Today, Spark's CLI is spread across 20+ scripts in bin/ and sbin/. This
fragmented interface makes discovery more difficult for users and maintenance
more difficult for contributors.
I would like to propose adding a new command line tool named spark that unifies
Spark's command line interface. It would be a pure Python script that sticks to
the standard library and acts simply (at least at first) as a dispatcher. It
would offer users a single entry point with a clear --help that makes it easy
to discover and understand what's available.
The commands I would like to implement are as follows:
spark
connect
start
status
stop
history
start
status
stop
master
start
status
stop
pipelines
python
scala
sql
submit
thrift
start
status
stop
worker[s]
decommission
run
start
status
stop
These commands all dispatch to existing scripts.
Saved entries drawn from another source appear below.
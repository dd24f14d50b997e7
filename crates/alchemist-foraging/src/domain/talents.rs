//! Foraging talents.

use alchemist_catalog::domain::ingredient::IngredientRarity;

use super::resolver::ForageResolution;

/// Units collected for a resolution under the double forage talent.
///
/// Successful common and uncommon forages yield two units when the talent
/// is enabled; everything else yields one.
#[must_use]
pub fn apply_double_forage(resolution: &ForageResolution, enabled: bool) -> u32 {
    let doubles = matches!(
        resolution.rarity,
        IngredientRarity::Common | IngredientRarity::Uncommon
    );
    if enabled && resolution.success && doubles {
        2
    } else {
        1
    }
}
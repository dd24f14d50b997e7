//! Query handlers for the Foraging context.

use alchemist_core::clock::Clock;
use alchemist_core::error::DomainError;
use alchemist_core::repository::RecordRepository;
use serde::Serialize;
use uuid::Uuid;

use crate::domain::attempt::FORAGE_ATTEMPT_RECORD_TYPE;
use crate::domain::config::ForagingConfig;
use crate::domain::gate;

/// Read-only view of a player's foraging allowance for today.
#[derive(Debug, Serialize)]
pub struct AttemptAllowanceView {
    /// The player.
    pub player_id: Uuid,
    /// The configured daily limit.
    pub limit: u32,
    /// Attempts recorded since UTC midnight.
    pub attempts_today: u32,
    /// Attempts left today.
    pub remaining: u32,
    /// Whether another attempt is allowed.
    pub allowed: bool,
}

/// Retrieves how many foraging attempts the player has left today.
///
/// # Errors
///
/// Returns `DomainError::Infrastructure` if the repository fails.
pub async fn remaining_attempts_today(
    player_id: Uuid,
    config: &ForagingConfig,
    clock: &dyn Clock,
    repo: &dyn RecordRepository,
) -> Result<AttemptAllowanceView, DomainError> {
    let attempts_today = repo
        .count_records_since(player_id, FORAGE_ATTEMPT_RECORD_TYPE, clock.start_of_day())
        .await?;
    let remaining = gate::remaining(config.daily_limit, attempts_today);
    Ok(AttemptAllowanceView {
        player_id,
        limit: config.daily_limit,
        attempts_today,
        remaining,
        allowed: gate::check(remaining),
    })
}

#[cfg(test)]
mod tests {
    use alchemist_core::error::DomainError;
    use alchemist_core::repository::StoredRecord;
    use alchemist_test_support::{
        EmptyRecordRepository, FailingRecordRepository, FixedClock, RecordingRecordRepository,
    };
    use chrono::{TimeZone, Utc};
    use uuid::Uuid;

    use super::remaining_attempts_today;
    use crate::domain::attempt::FORAGE_ATTEMPT_RECORD_TYPE;
    use crate::domain::config::ForagingConfig;

    fn fixed_clock() -> FixedClock {
        FixedClock(Utc.with_ymd_and_hms(2026, 1, 15, 10, 0, 0).unwrap())
    }

    #[tokio::test]
    async fn test_remaining_attempts_with_no_history_is_full_limit() {
        let view = remaining_attempts_today(
            Uuid::new_v4(),
            &ForagingConfig { daily_limit: 3 },
            &fixed_clock(),
            &EmptyRecordRepository,
        )
        .await
        .unwrap();

        assert_eq!(view.remaining, 3);
        assert!(view.allowed);
    }

    #[tokio::test]
    async fn test_remaining_attempts_at_limit_is_zero_and_disallowed() {
        // Arrange
        let player_id = Uuid::new_v4();
        let records = (0..3)
            .map(|_| StoredRecord {
                record_id: Uuid::new_v4(),
                player_id,
                record_type: FORAGE_ATTEMPT_RECORD_TYPE.to_owned(),
                payload: serde_json::json!({}),
                correlation_id: Uuid::new_v4(),
                recorded_at: fixed_clock().0,
            })
            .collect();
        let repo = RecordingRecordRepository::with_records(records);

        // Act
        let view = remaining_attempts_today(
            player_id,
            &ForagingConfig { daily_limit: 3 },
            &fixed_clock(),
            &repo,
        )
        .await
        .unwrap();

        // Assert
        assert_eq!(view.attempts_today, 3);
        assert_eq!(view.remaining, 0);
        assert!(!view.allowed);
    }

    #[tokio::test]
    async fn test_remaining_attempts_with_failing_repo_returns_error() {
        let result = remaining_attempts_today(
            Uuid::new_v4(),
            &ForagingConfig::default(),
            &fixed_clock(),
            &FailingRecordRepository,
        )
        .await;

        assert!(matches!(result, Err(DomainError::Infrastructure(_))));
    }
}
The unified Python CLI would
only implement sub-commands itself when the underlying script does not already
offer its own handling of CLI arguments. For example, pipelines accepts various
commands, but those are handled already by its own CLI so the unified CLI
doesn't need to implement them. connect, on the other hand, implements start
and stop as scripts, so we need to implement those in our unified CLI and route
the arguments to the appropriate script.
There are several things still to hash out, like:
Packaging of this unified CLI so it's placed on the PATH correctly.
The exact naming and structure of the commands.
Whether we eventually want to fold any Bash scripts directly into this new
Python CLI.
But before we get into that, I first want to see if this idea is attractive to
the community.
Shall I flesh this out into a ticket and publish a working prototype, or does
the idea have some critical flaw?
Nick